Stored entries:

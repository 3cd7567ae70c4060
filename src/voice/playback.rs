//! Cancellable audio playback to speakers

use std::io::Cursor;
use std::sync::Arc;
use std::sync::atomic::{AtomicBool, AtomicUsize, Ordering};
use std::time::{Duration, Instant};

use cpal::traits::{DeviceTrait, HostTrait, StreamTrait};
use cpal::{SampleRate, StreamConfig};
use tokio_util::sync::CancellationToken;

use crate::{Error, Result};

/// Sample rate assumed when a clip carries none (matches common TTS output)
const DEFAULT_SAMPLE_RATE: u32 = 24000;

/// How often the playing thread checks for completion or cancellation
const POLL_INTERVAL: Duration = Duration::from_millis(20);

/// Decoded mono audio
#[derive(Debug, Clone, PartialEq)]
pub struct Clip {
    samples: Vec<f32>,
    sample_rate: u32,
}

impl Clip {
    /// Number of samples
    #[must_use]
    pub fn len(&self) -> usize {
        self.samples.len()
    }

    /// Whether the clip has no audio
    #[must_use]
    pub fn is_empty(&self) -> bool {
        self.samples.is_empty()
    }

    /// Sample rate in Hz
    #[must_use]
    pub const fn sample_rate(&self) -> u32 {
        self.sample_rate
    }
}

/// Plays clips on the default output device
///
/// Playback blocks the calling thread; run it on a blocking task.
pub struct Speaker;

impl Speaker {
    /// Whether the host has an output device
    #[must_use]
    pub fn probe() -> bool {
        cpal::default_host().default_output_device().is_some()
    }

    /// Play a clip until it ends or `cancel` fires
    ///
    /// Returns `true` if the clip played to the end.
    ///
    /// # Errors
    ///
    /// Returns error if the output stream cannot be opened
    pub fn play(clip: &Clip, cancel: &CancellationToken) -> Result<bool> {
        if clip.is_empty() {
            return Ok(true);
        }

        let device = cpal::default_host()
            .default_output_device()
            .ok_or_else(|| Error::Audio("no output device available".to_string()))?;

        let config = output_config(&device, clip.sample_rate)?;
        let channels = usize::from(config.channels);

        let samples = Arc::new(clip.samples.clone());
        let position = Arc::new(AtomicUsize::new(0));
        let finished = Arc::new(AtomicBool::new(false));

        let stream = {
            let samples = Arc::clone(&samples);
            let position = Arc::clone(&position);
            let finished = Arc::clone(&finished);

            device
                .build_output_stream(
                    &config,
                    move |data: &mut [f32], _: &cpal::OutputCallbackInfo| {
                        for frame in data.chunks_mut(channels) {
                            let pos = position.load(Ordering::Relaxed);
                            let sample = if let Some(&s) = samples.get(pos) {
                                position.store(pos + 1, Ordering::Relaxed);
                                s
                            } else {
                                finished.store(true, Ordering::Release);
                                0.0
                            };

                            for out in frame.iter_mut() {
                                *out = sample;
                            }
                        }
                    },
                    |err| {
                        tracing::error!(error = %err, "audio playback error");
                    },
                    None,
                )
                .map_err(|e| Error::Audio(e.to_string()))?
        };

        stream.play().map_err(|e| Error::Audio(e.to_string()))?;

        let duration_ms = (samples.len() as u64 * 1000) / u64::from(clip.sample_rate);
        let deadline = Instant::now() + Duration::from_millis(duration_ms + 500);

        let completed = loop {
            if cancel.is_cancelled() {
                break false;
            }
            if finished.load(Ordering::Acquire) || Instant::now() > deadline {
                break true;
            }
            std::thread::sleep(POLL_INTERVAL);
        };

        drop(stream);
        tracing::debug!(samples = samples.len(), completed, "playback done");

        Ok(completed)
    }
}

fn output_config(device: &cpal::Device, sample_rate: u32) -> Result<StreamConfig> {
    let rate = SampleRate(sample_rate);
    let supports = |c: &cpal::SupportedStreamConfigRange, channels: u16| {
        c.channels() == channels && c.min_sample_rate() <= rate && c.max_sample_rate() >= rate
    };

    let mono = device
        .supported_output_configs()
        .map_err(|e| Error::Audio(e.to_string()))?
        .find(|c| supports(c, 1));

    let supported = match mono {
        Some(c) => c,
        None => device
            .supported_output_configs()
            .map_err(|e| Error::Audio(e.to_string()))?
            .find(|c| supports(c, 2))
            .ok_or_else(|| Error::Audio("no suitable output config found".to_string()))?,
    };

    Ok(supported.with_sample_rate(rate).config())
}

/// Decode MP3 bytes to a mono clip
///
/// # Errors
///
/// Returns error if the data is not valid MP3
pub fn decode_mp3(mp3_data: &[u8]) -> Result<Clip> {
    let mut decoder = minimp3::Decoder::new(Cursor::new(mp3_data));
    let mut samples = Vec::new();
    let mut sample_rate = None;

    loop {
        match decoder.next_frame() {
            Ok(frame) => {
                let rate = u32::try_from(frame.sample_rate).unwrap_or(DEFAULT_SAMPLE_RATE);
                sample_rate.get_or_insert(rate);

                if frame.channels == 2 {
                    samples.extend(frame.data.chunks(2).map(|chunk| {
                        let left = f32::from(chunk[0]) / 32768.0;
                        let right = f32::from(chunk.get(1).copied().unwrap_or(chunk[0])) / 32768.0;
                        f32::midpoint(left, right)
                    }));
                } else {
                    samples.extend(frame.data.iter().map(|&s| f32::from(s) / 32768.0));
                }
            }
            Err(minimp3::Error::Eof) => break,
            Err(e) => return Err(Error::Audio(format!("MP3 decode error: {e}"))),
        }
    }

    Ok(Clip {
        samples,
        sample_rate: sample_rate.unwrap_or(DEFAULT_SAMPLE_RATE),
    })
}
impl Controller {
    /// Create a controller and the event queue it consumes
    ///
    /// The initial voice catalog is read from the output adapter. The first
    /// snapshot is rendered immediately.
    pub fn new(
        ports: Ports,
        presenter: Box<dyn Presenter>,
        selected_voice_id: Option<String>,
    ) -> (Self, mpsc::UnboundedReceiver<Event>) {
        let (events, rx) = mpsc::unbounded_channel();
        let voices: Arc<[VoiceDescriptor]> = Arc::from(ports.output.voices());

        let mut controller = Self {
            session: Session::with_voice(selected_voice_id),
            voices,
            capture: ports.capture,
            output: ports.output,
            service: ports.service,
            presenter,
            events,
            request: None,
            utterance: None,
        };
        controller.publish();

        (controller, rx)
    }

    /// Sender for user intents
    #[must_use]
    pub fn handle(&self) -> ControllerHandle {
        ControllerHandle {
            tx: self.events.clone(),
        }
    }

    /// Current session
    #[must_use]
    pub const fn session(&self) -> &Session {
        &self.session
    }

    /// Current snapshot
    #[must_use]
    pub fn snapshot(&self) -> SessionSnapshot {
        self.session.snapshot(&self.voices)
    }

    /// Process events until [`Event::Shutdown`] or the queue closes
    pub async fn run(mut self, mut events: mpsc::UnboundedReceiver<Event>) {
        tracing::debug!("controller running");

        while let Some(event) = events.recv().await {
            if self.dispatch(event).is_break() {
                break;
            }
        }

        self.dispose();
        tracing::debug!("controller stopped");
    }

    /// Process one event to completion
    pub fn dispatch(&mut self, event: Event) -> ControlFlow<()> {
        match event {
            Event::StartCapture => self.start_capture(),
            Event::Cancel => self.cancel(),
            Event::SubmitText(text) => self.submit_text(&text),
            Event::SelectVoice(id) => self.select_voice(id),
            Event::VoicesChanged(voices) => self.voices_changed(voices),
            Event::Capture { generation, event } => self.on_capture(generation, event),
            Event::Reply { generation, result } => self.on_reply(generation, result),
            Event::Speech { generation, event } => self.on_speech(generation, event),
            Event::Shutdown => return ControlFlow::Break(()),
        }
        ControlFlow::Continue(())
    }

    /// Stop capture, abort the request and silence output
    pub fn dispose(&mut self) {
        self.session.advance();
        if self.session.status == Status::Listening {
            self.capture.stop();
        }
        self.abort_request();
        self.stop_speaking();
        self.session.status = Status::Idle;
    }

    fn start_capture(&mut self) {
        match self.session.status {
            Status::Listening => {
                tracing::debug!("already listening");
                return;
            }
            Status::Submitting => {
                tracing::debug!("reply pending, ignoring start capture");
                return;
            }
            Status::Speaking => {
                tracing::debug!("capture supersedes current utterance");
                self.session.advance();
                self.stop_speaking();
                self.transition(Status::Idle);
            }
            Status::Idle | Status::Error => {}
        }

        if !self.capture.is_available() {
            self.fail(SessionError::new(ErrorKind::CaptureUnavailable));
            return;
        }

        let generation = self.session.advance();
        self.session.error = None;
        self.transition(Status::Listening);

        if let Err(e) = self
            .capture
            .start(CaptureEvents::new(generation, self.events.clone()))
        {
            tracing::warn!(error = %e, "capture failed to start");
            self.session.advance();
            self.fail(SessionError::with_message(
                ErrorKind::CaptureFailure,
                e.to_string(),
            ));
        }
    }

    fn cancel(&mut self) {
        match self.session.status {
            Status::Listening => {
                self.session.advance();
                self.capture.stop();
                self.fail(SessionError::new(ErrorKind::UserCancelled));
            }
            Status::Submitting => {
                self.session.advance();
                self.abort_request();
                self.transition(Status::Idle);
            }
            Status::Speaking => {
                self.session.advance();
                self.stop_speaking();
                self.transition(Status::Idle);
            }
            Status::Idle | Status::Error => tracing::debug!("nothing to cancel"),
        }
    }

    fn submit_text(&mut self, text: &str) {
        if !matches!(self.session.status, Status::Idle | Status::Error) {
            tracing::warn!(status = %self.session.status, "typed input ignored while busy");
            return;
        }

        let trimmed = text.trim();
        if trimmed.is_empty() {
            self.fail(SessionError::new(ErrorKind::EmptyInput));
            return;
        }

        let generation = self.session.advance();
        self.begin_submit(generation, trimmed.to_string());
    }

    fn select_voice(&mut self, id: String) {
        if !self.voices.is_empty() && !self.voices.iter().any(|v| v.id == id) {
            tracing::warn!(voice = %id, "selected voice is not in the current catalog");
        }
        tracing::debug!(voice = %id, "voice selected");
        self.session.selected_voice_id = Some(id);
        self.publish();
    }

    fn voices_changed(&mut self, voices: Vec<VoiceDescriptor>) {
        self.voices = Arc::from(voices);

        if let Some(selected) = &self.session.selected_voice_id {
            if !self.voices.iter().any(|v| &v.id == selected) {
                tracing::info!(voice = %selected, "selected voice left the catalog, using default");
                self.session.selected_voice_id = None;
            }
        }

        tracing::debug!(count = self.voices.len(), "voice catalog refreshed");
        self.publish();
    }

    fn on_capture(&mut self, generation: Generation, event: CaptureEvent) {
        if !self.session.is_current(generation) {
            tracing::trace!(%generation, ?event, "discarding stale capture event");
            return;
        }
        if self.session.status != Status::Listening {
            tracing::trace!(status = %self.session.status, ?event, "capture event after cycle moved on");
            return;
        }

        match event {
            CaptureEvent::Started => tracing::debug!(%generation, "capture started"),
            CaptureEvent::Result(result) => {
                let trimmed = result.transcript.trim();
                if trimmed.is_empty() {
                    self.capture.stop();
                    self.fail(SessionError::new(ErrorKind::EmptyInput));
                } else {
                    tracing::debug!(%generation, transcript = %trimmed, "speech recognized");
                    self.begin_submit(generation, trimmed.to_string());
                }
            }
            CaptureEvent::Error(kind) => {
                self.capture.stop();
                self.fail(SessionError::with_message(
                    ErrorKind::CaptureFailure,
                    kind.to_string(),
                ));
            }
            CaptureEvent::Ended => {
                tracing::debug!(%generation, "capture ended without a result");
                self.transition(Status::Idle);
            }
        }
    }

    fn on_reply(&mut self, generation: Generation, result: Result<ServiceReply, ServiceError>) {
        if !self.session.is_current(generation) || self.session.status != Status::Submitting {
            tracing::debug!(%generation, "discarding stale reply");
            return;
        }
        self.request = None;

        match result {
            Ok(reply) => {
                self.session.current_response = Some(reply.response.clone());
                self.presenter.exchange(&ChatExchange {
                    user_input: self.session.current_input.clone(),
                    response: reply.response.clone(),
                });
                self.transition(Status::Speaking);

                let utterance = Utterance {
                    text: reply.response,
                    voice_id: self.session.selected_voice_id.clone(),
                };
                match self
                    .output
                    .speak(utterance, SpeechEvents::new(generation, self.events.clone()))
                {
                    Ok(handle) => self.utterance = Some(handle),
                    Err(e) => {
                        tracing::warn!(error = %e, "speech output refused the reply");
                        self.transition(Status::Idle);
                    }
                }
            }
            Err(e) => {
                tracing::warn!(error = %e, "reply service failed");
                self.fail(SessionError::with_message(e.kind(), e.to_string()));
            }
        }
    }

    fn on_speech(&mut self, generation: Generation, event: SpeechEvent) {
        if !self.session.is_current(generation) || self.session.status != Status::Speaking {
            tracing::trace!(%generation, ?event, "discarding stale speech event");
            return;
        }
        self.utterance = None;

        match event {
            SpeechEvent::Finished => tracing::debug!(%generation, "reply spoken"),
            SpeechEvent::Cancelled => tracing::debug!(%generation, "reply superseded"),
            SpeechEvent::Failed(reason) => tracing::warn!(%generation, reason = %reason, "reply not spoken"),
        }
        self.transition(Status::Idle);
    }

    fn begin_submit(&mut self, generation: Generation, text: String) {
        self.session.current_input.clone_from(&text);
        self.session.error = None;
        self.transition(Status::Submitting);

        let service = Arc::clone(&self.service);
        let events = self.events.clone();
        self.request = Some(tokio::spawn(async move {
            let result = service.submit(&text).await;
            // Controller gone means the session is over
            let _ = events.send(Event::Reply { generation, result });
        }));
    }

    /// Surface a failure, then reset to idle
    fn fail(&mut self, error: SessionError) {
        if error.kind.is_displayed() {
            tracing::warn!(kind = %error.kind, message = %error.message, "interaction failed");
            self.session.error = Some(error);
            self.transition(Status::Error);
        } else {
            tracing::debug!(kind = %error.kind, "cycle reset");
        }

        self.session.error = None;
        self.transition(Status::Idle);
    }

    fn abort_request(&mut self) {
        if let Some(request) = self.request.take() {
            request.abort();
        }
    }

    fn stop_speaking(&mut self) {
        if let Some(utterance) = self.utterance.take() {
            utterance.cancel();
        }
        self.output.cancel_all();
    }

    fn transition(&mut self, status: Status) {
        let from = self.session.status;
        self.session.status = status;
        tracing::debug!(%from, to = %status, generation = %self.session.generation, "transition");
        self.publish();
    }

    fn publish(&mut self) {
        let snapshot = self.session.snapshot(&self.voices);
        self.presenter.render(&snapshot);
    }
}
//! Microphone sample capture

use std::sync::{Arc, Mutex};

use cpal::traits::{DeviceTrait, HostTrait, StreamTrait};
use cpal::{SampleRate, Stream, StreamConfig};

use crate::{Error, Result};

/// Sample rate for audio capture (16kHz for speech)
pub const SAMPLE_RATE: u32 = 16000;

/// Records mono samples from the default input device
///
/// Holds a `cpal::Stream`, so it must stay on the thread that created it.
pub struct Microphone {
    config: StreamConfig,
    buffer: Arc<Mutex<Vec<f32>>>,
    stream: Option<Stream>,
}

impl Microphone {
    /// Whether the host has a usable input device
    #[must_use]
    pub fn probe() -> bool {
        cpal::default_host().default_input_device().is_some()
    }

    /// Open the default input device
    ///
    /// # Errors
    ///
    /// Returns error if no input device supports 16kHz mono
    pub fn open() -> Result<Self> {
        let device = cpal::default_host()
            .default_input_device()
            .ok_or_else(|| Error::Audio("no input device available".to_string()))?;

        let supported_config = device
            .supported_input_configs()
            .map_err(|e| Error::Audio(e.to_string()))?
            .find(|c| {
                c.channels() == 1
                    && c.min_sample_rate() <= SampleRate(SAMPLE_RATE)
                    && c.max_sample_rate() >= SampleRate(SAMPLE_RATE)
            })
            .ok_or_else(|| Error::Audio("no suitable audio config found".to_string()))?;

        let config = supported_config
            .with_sample_rate(SampleRate(SAMPLE_RATE))
            .config();

        tracing::debug!(
            device = device.name().unwrap_or_default(),
            sample_rate = SAMPLE_RATE,
            "microphone opened"
        );

        Ok(Self {
            config,
            buffer: Arc::new(Mutex::new(Vec::new())),
            stream: None,
        })
    }

    /// Start recording into the internal buffer
    ///
    /// # Errors
    ///
    /// Returns error if the input stream cannot be built or started
    pub fn start(&mut self) -> Result<()> {
        if self.stream.is_some() {
            return Ok(());
        }

        let buffer = Arc::clone(&self.buffer);
        let device = cpal::default_host()
            .default_input_device()
            .ok_or_else(|| Error::Audio("no input device".to_string()))?;

        let stream = device
            .build_input_stream(
                &self.config,
                move |data: &[f32], _: &cpal::InputCallbackInfo| {
                    if let Ok(mut buf) = buffer.lock() {
                        buf.extend_from_slice(data);
                    }
                },
                |err| {
                    tracing::error!(error = %err, "microphone stream error");
                },
                None,
            )
            .map_err(|e| Error::Audio(e.to_string()))?;

        stream.play().map_err(|e| Error::Audio(e.to_string()))?;
        self.stream = Some(stream);

        tracing::debug!("microphone recording");
        Ok(())
    }

    /// Stop recording
    pub fn stop(&mut self) {
        if self.stream.take().is_some() {
            tracing::debug!("microphone stopped");
        }
    }

    /// Take the samples recorded since the last call
    #[must_use]
    pub fn take_buffer(&self) -> Vec<f32> {
        self.buffer
            .lock()
            .map(|mut buf| std::mem::take(&mut *buf))
            .unwrap_or_default()
    }
}

impl Drop for Microphone {
    fn drop(&mut self) {
        self.stop();
    }
}

/// Convert f32 samples to 16-bit mono WAV bytes for STT APIs
///
/// # Errors
///
/// Returns error if WAV encoding fails
pub fn samples_to_wav(samples: &[f32], sample_rate: u32) -> Result<Vec<u8>> {
    let spec = hound::WavSpec {
        channels: 1,
        sample_rate,
        bits_per_sample: 16,
        sample_format: hound::SampleFormat::Int,
    };

    let mut cursor = std::io::Cursor::new(Vec::new());
    {
        let mut writer =
            hound::WavWriter::new(&mut cursor, spec).map_err(|e| Error::Audio(e.to_string()))?;

        for &sample in samples {
            #[allow(clippy::cast_possible_truncation)]
            let sample_i16 = (sample * 32767.0).clamp(-32768.0, 32767.0) as i16;
            writer
                .write_sample(sample_i16)
                .map_err(|e| Error::Audio(e.to_string()))?;
        }

        writer.finalize().map_err(|e| Error::Audio(e.to_string()))?;
    }

    Ok(cursor.into_inner())
}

■ GOAL OF THE EXERCISE:
From the data above, copy each line that holds "dispatch".

■ RESULT OF THIS TASK:
            if self.dispatch(event).is_break() {
    pub fn dispatch(&mut self, event: Event) -> ControlFlow<()> {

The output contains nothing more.